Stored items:

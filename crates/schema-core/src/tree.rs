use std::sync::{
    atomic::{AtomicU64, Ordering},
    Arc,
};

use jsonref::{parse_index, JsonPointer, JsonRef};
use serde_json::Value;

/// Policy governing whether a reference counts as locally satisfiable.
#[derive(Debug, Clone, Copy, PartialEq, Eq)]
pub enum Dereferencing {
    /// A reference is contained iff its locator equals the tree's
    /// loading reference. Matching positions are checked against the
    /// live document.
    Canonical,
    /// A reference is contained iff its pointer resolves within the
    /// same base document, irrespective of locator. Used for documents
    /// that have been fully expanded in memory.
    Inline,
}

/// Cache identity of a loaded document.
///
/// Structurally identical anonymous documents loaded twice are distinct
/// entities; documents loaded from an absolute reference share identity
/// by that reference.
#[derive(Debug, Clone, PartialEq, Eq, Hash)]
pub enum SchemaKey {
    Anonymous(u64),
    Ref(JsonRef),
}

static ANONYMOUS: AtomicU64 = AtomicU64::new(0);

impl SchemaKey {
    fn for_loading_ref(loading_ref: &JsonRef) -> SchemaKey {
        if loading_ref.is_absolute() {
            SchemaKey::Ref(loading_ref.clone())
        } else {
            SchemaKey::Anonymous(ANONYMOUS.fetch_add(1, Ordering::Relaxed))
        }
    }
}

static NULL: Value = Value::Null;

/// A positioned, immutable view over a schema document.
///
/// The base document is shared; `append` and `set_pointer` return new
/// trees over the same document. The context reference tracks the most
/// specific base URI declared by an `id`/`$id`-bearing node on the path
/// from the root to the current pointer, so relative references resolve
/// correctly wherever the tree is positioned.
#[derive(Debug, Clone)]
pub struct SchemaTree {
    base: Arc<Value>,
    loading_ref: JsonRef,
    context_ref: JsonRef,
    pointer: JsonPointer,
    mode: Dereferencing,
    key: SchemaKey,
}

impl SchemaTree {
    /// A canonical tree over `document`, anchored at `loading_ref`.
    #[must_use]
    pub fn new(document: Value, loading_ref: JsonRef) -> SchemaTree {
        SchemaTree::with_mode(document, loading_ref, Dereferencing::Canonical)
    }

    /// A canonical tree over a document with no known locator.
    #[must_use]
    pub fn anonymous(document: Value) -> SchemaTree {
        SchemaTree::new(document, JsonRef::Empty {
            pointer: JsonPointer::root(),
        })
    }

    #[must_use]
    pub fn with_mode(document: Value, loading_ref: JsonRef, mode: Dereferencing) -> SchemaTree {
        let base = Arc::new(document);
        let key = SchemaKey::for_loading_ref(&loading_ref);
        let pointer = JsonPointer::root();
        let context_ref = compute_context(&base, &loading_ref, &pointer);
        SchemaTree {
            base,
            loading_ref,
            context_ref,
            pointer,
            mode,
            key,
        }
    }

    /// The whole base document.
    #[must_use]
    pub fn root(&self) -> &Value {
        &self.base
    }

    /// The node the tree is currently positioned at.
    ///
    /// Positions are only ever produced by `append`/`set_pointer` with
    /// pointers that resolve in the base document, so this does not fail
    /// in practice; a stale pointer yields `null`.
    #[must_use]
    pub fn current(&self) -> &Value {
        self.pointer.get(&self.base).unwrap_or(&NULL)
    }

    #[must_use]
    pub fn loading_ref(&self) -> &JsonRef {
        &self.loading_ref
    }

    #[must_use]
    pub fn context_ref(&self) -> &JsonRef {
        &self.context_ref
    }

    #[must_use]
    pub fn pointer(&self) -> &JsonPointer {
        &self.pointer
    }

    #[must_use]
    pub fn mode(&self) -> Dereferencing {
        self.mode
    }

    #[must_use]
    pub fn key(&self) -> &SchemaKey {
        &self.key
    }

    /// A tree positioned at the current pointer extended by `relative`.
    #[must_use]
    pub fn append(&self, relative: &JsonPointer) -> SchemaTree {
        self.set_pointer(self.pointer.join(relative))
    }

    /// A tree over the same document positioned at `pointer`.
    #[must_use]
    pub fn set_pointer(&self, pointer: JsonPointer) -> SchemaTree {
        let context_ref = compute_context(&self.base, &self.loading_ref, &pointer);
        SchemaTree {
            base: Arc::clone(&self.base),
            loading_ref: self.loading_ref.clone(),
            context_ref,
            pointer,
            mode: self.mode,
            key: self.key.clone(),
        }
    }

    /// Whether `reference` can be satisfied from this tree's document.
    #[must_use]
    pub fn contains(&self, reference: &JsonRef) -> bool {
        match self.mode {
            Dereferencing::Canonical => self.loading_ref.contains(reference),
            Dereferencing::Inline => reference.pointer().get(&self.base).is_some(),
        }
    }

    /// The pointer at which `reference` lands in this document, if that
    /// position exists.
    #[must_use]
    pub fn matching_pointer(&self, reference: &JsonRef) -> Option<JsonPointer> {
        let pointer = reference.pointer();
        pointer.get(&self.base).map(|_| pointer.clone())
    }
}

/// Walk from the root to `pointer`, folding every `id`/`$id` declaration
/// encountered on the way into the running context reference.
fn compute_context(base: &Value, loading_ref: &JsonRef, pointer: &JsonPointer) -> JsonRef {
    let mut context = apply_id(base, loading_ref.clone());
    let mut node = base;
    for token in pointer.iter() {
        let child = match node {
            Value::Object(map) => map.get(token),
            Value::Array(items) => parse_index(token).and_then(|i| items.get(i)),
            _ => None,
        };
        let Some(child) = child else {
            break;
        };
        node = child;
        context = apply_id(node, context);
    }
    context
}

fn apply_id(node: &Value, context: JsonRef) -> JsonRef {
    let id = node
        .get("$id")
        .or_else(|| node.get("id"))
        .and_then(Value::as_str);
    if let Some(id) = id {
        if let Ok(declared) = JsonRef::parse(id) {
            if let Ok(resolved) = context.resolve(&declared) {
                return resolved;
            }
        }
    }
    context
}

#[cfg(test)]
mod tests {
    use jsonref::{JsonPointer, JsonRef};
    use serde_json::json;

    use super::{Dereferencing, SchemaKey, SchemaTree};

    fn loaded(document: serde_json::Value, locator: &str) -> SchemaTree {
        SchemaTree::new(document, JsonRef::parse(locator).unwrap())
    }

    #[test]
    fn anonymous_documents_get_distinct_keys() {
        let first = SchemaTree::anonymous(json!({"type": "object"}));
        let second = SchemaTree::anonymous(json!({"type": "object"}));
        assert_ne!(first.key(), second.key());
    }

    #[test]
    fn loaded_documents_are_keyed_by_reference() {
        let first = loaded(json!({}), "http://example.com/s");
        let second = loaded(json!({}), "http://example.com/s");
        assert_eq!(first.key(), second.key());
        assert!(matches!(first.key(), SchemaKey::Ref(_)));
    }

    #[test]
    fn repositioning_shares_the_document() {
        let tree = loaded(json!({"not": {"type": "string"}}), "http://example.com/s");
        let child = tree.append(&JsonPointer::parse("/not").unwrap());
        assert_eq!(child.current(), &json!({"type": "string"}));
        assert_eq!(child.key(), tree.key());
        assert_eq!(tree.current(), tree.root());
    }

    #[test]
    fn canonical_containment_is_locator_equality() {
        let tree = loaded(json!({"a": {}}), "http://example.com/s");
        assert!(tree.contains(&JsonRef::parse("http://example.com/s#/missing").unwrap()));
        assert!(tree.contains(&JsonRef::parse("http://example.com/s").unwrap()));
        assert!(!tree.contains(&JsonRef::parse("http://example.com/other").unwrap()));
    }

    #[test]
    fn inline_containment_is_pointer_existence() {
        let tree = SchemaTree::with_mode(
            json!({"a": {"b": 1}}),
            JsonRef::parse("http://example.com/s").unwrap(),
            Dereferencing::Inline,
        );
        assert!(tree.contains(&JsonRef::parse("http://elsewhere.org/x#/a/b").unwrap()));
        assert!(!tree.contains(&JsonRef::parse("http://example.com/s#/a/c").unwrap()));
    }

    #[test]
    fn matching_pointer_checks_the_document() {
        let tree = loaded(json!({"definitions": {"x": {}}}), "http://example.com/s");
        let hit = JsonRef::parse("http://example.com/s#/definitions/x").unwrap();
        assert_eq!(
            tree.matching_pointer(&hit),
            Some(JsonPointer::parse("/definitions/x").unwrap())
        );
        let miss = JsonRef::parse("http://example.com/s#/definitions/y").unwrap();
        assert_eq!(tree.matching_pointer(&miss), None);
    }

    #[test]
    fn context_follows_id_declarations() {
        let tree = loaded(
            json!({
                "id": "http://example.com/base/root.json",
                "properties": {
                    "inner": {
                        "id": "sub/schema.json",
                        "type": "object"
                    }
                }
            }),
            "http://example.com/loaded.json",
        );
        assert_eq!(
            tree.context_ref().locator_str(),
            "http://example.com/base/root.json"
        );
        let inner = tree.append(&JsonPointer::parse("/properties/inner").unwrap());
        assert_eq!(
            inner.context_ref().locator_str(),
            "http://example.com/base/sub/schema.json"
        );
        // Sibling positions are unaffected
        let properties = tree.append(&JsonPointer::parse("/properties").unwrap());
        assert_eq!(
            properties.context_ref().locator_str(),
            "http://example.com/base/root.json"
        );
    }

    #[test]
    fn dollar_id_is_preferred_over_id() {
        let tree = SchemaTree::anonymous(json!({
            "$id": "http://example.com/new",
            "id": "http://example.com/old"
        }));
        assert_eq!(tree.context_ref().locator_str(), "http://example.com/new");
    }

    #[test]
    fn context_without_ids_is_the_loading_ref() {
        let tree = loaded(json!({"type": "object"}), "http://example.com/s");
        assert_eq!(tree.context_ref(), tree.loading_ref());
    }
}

...

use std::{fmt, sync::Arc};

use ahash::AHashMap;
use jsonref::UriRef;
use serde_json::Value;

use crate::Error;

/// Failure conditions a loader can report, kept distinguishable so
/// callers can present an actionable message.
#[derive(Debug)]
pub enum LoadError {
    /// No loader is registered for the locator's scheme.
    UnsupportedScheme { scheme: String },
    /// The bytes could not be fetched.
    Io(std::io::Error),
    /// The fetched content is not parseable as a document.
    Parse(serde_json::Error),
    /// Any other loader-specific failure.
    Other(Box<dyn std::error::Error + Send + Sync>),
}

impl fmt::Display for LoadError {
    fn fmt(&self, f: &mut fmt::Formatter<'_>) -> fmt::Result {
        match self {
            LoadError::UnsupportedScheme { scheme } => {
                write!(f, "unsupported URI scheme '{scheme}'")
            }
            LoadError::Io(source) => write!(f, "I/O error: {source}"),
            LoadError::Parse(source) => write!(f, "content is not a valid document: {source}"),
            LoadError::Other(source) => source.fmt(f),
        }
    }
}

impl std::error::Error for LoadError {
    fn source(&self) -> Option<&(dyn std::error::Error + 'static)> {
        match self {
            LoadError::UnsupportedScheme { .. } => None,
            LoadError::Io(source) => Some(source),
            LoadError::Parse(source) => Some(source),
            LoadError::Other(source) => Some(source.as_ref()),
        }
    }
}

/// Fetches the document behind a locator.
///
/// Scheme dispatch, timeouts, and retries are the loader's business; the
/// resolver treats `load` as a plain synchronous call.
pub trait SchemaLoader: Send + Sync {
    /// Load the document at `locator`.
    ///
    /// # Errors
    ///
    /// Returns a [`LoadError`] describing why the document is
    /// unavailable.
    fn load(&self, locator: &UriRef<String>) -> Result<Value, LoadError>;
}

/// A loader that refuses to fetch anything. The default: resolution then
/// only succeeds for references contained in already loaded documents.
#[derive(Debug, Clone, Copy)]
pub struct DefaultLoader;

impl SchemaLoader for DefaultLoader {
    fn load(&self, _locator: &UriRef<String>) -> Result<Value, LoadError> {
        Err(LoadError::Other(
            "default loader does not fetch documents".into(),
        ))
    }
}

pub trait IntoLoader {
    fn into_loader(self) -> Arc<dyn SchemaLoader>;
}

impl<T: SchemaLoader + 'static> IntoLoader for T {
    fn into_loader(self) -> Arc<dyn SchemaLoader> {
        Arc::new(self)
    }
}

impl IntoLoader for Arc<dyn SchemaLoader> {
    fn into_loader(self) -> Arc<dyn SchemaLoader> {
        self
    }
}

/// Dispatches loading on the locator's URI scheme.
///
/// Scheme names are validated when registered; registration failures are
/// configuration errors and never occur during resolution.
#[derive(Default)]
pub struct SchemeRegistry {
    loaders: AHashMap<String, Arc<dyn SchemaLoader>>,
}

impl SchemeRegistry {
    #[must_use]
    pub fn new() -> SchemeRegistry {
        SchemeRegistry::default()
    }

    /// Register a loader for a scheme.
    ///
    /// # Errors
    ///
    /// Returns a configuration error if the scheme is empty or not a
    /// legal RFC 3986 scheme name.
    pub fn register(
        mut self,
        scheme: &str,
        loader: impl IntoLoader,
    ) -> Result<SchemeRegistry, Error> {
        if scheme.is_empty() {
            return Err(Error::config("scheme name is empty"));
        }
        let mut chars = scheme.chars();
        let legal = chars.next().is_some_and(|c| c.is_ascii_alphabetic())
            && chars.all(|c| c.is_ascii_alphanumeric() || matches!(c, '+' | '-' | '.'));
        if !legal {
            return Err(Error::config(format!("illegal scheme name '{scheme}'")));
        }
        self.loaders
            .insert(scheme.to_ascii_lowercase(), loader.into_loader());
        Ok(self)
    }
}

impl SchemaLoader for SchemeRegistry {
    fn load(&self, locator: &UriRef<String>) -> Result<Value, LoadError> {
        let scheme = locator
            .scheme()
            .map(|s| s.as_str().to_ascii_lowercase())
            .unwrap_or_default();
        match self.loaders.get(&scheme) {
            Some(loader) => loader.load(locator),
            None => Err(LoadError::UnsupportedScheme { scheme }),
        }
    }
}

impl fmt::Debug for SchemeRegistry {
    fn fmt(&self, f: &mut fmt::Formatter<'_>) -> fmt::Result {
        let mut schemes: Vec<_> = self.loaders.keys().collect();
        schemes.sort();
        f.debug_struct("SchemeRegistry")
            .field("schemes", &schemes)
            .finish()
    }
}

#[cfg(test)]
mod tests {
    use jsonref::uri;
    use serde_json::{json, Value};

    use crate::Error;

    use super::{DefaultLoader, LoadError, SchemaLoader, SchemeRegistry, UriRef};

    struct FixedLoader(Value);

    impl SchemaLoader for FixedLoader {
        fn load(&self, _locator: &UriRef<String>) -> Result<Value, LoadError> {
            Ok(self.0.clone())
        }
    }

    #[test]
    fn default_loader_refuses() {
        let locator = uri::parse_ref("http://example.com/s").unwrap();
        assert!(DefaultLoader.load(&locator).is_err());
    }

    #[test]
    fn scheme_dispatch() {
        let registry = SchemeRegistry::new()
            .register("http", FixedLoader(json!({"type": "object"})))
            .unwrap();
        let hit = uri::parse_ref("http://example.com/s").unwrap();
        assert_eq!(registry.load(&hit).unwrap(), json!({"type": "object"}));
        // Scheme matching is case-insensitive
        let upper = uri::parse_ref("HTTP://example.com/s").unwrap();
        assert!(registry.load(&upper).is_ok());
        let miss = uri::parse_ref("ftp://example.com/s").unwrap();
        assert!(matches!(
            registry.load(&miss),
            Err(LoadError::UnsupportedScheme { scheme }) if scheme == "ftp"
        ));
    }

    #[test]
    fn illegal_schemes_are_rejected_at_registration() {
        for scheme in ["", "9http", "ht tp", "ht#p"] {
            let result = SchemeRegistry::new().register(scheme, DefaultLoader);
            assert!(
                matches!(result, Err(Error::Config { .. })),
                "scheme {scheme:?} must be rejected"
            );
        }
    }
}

--

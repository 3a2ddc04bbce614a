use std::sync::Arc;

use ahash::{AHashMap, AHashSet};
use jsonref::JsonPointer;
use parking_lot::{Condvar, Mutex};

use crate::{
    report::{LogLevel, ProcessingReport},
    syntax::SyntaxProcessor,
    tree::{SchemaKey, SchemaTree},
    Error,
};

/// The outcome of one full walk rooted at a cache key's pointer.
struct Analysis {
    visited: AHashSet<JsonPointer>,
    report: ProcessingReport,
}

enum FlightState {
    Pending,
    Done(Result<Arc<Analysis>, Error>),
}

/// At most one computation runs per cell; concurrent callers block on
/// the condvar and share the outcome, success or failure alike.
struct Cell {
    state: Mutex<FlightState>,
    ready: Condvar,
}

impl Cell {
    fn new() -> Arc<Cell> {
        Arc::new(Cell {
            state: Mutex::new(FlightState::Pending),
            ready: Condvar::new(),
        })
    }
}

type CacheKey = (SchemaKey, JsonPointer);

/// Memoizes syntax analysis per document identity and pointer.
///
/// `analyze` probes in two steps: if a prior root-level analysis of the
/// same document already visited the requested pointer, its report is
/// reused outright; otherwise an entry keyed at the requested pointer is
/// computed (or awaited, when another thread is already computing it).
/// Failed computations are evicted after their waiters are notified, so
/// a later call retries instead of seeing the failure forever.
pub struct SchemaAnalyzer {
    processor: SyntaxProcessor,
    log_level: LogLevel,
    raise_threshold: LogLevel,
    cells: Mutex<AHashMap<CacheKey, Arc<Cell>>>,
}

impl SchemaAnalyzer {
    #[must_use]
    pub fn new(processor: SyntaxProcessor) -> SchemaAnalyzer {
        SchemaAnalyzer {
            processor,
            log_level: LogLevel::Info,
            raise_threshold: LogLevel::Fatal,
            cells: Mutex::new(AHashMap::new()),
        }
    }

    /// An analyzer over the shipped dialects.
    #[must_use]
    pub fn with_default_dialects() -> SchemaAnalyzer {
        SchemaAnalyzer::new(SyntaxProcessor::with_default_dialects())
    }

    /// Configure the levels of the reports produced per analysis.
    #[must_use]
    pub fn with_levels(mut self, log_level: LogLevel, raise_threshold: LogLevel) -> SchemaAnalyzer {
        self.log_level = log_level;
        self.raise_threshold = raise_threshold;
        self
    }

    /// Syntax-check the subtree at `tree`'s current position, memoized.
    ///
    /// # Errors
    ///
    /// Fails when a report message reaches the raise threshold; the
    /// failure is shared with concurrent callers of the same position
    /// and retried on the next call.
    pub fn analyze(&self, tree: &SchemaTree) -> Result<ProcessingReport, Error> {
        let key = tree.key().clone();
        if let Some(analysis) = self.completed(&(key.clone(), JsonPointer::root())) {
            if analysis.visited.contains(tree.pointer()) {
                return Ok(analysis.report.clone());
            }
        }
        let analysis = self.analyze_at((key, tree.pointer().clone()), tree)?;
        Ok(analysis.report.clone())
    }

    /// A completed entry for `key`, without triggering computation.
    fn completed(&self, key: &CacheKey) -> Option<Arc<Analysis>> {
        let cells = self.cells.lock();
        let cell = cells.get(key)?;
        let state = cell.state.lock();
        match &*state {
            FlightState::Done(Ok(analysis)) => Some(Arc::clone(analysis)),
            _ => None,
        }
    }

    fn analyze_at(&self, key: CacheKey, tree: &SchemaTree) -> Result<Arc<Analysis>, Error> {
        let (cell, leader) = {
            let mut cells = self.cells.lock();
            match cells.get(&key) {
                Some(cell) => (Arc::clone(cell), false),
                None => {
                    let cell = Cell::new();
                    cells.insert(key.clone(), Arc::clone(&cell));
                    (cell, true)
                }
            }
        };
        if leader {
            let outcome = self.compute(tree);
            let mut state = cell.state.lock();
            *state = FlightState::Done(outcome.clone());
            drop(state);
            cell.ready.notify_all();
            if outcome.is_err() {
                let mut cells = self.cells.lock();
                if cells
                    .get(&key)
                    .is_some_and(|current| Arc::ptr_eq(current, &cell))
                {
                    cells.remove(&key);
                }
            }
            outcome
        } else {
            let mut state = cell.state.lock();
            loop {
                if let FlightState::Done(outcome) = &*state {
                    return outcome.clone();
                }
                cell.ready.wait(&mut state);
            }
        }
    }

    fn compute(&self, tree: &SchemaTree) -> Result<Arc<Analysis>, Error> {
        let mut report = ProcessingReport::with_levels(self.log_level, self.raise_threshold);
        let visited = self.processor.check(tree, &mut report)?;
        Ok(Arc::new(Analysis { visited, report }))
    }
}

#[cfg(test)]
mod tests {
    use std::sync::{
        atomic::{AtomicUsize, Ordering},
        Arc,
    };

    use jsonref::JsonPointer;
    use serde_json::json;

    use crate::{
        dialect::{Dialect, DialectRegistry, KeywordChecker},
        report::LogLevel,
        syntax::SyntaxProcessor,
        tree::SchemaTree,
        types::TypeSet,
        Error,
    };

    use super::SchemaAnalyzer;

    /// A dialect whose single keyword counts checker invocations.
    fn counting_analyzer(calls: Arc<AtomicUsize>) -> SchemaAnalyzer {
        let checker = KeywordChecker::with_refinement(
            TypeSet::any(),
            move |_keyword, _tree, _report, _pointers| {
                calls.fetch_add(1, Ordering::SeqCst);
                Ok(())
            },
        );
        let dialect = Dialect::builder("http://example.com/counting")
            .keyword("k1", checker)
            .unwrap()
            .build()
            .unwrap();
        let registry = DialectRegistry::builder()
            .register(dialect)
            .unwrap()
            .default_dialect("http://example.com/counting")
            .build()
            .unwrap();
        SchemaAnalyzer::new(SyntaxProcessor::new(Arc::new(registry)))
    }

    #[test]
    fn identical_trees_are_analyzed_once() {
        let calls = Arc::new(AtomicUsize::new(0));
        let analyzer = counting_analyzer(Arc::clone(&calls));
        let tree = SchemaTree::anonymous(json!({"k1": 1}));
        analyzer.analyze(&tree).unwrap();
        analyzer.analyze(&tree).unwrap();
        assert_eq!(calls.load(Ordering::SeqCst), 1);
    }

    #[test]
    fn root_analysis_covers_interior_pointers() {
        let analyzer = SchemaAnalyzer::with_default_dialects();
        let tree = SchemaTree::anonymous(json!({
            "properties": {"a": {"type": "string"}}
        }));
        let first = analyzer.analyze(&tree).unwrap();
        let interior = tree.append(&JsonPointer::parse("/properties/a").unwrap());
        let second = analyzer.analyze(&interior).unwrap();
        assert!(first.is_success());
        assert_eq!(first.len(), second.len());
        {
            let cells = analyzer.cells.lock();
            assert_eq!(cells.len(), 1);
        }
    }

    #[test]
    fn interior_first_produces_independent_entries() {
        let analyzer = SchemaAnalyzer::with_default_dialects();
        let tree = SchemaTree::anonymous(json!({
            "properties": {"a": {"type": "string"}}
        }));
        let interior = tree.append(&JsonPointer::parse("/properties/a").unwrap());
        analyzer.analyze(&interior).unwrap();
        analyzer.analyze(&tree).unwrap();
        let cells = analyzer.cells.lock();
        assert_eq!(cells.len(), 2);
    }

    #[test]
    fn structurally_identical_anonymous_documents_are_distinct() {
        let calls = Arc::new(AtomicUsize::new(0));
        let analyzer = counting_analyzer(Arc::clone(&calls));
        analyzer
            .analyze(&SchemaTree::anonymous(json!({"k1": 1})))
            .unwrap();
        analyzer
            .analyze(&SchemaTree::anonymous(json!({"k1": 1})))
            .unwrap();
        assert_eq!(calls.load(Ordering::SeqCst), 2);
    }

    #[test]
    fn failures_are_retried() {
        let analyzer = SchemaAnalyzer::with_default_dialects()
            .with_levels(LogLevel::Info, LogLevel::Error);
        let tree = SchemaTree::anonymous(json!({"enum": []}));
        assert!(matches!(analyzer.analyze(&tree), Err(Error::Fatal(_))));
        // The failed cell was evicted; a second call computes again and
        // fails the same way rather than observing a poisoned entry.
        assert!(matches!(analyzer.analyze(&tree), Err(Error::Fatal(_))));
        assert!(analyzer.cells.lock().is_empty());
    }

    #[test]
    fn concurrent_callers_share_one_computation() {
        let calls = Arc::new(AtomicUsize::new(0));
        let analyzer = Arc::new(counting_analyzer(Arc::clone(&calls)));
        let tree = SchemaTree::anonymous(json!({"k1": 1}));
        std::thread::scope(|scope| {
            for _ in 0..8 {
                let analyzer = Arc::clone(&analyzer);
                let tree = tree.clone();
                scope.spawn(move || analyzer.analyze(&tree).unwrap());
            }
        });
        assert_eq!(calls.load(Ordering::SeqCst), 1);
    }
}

### WHAT IS BEING ASKED
Which lines of the data contain "child"? Copy them all.

### TASK SOLUTION
        let child = match node {
        let Some(child) = child else {
        node = child;
        let child = tree.append(&JsonPointer::parse("/not").unwrap());
        assert_eq!(child.current(), &json!({"type": "string"}));
        assert_eq!(child.key(), tree.key());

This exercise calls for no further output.